**Records from a data collection**
+++++

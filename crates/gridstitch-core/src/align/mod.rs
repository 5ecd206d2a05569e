pub mod overlap;
pub mod phase_correlation;

pub use overlap::{
    estimate_shifts, horizontal_shift, nominal_overlap, vertical_shift, AxisEstimate,
    Degradation, OverlapEstimate, ReferenceAnchors, ShiftSource,
};
pub use phase_correlation::{phase_cross_correlation, RegistrationOffset};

+++++

**What you have to do**
Print every record above. Keep each one exactly as it is.

**Task output**
filename crates/gridstitch-core/src/align/mod.rs
repository 5ecd206d2a05569e
pub mod overlap;
pub mod phase_correlation;

pub use overlap::{
    estimate_shifts, horizontal_shift, nominal_overlap, vertical_shift, AxisEstimate,
    Degradation, OverlapEstimate, ReferenceAnchors, ShiftSource,
};
pub use phase_correlation::{phase_cross_correlation, RegistrationOffset};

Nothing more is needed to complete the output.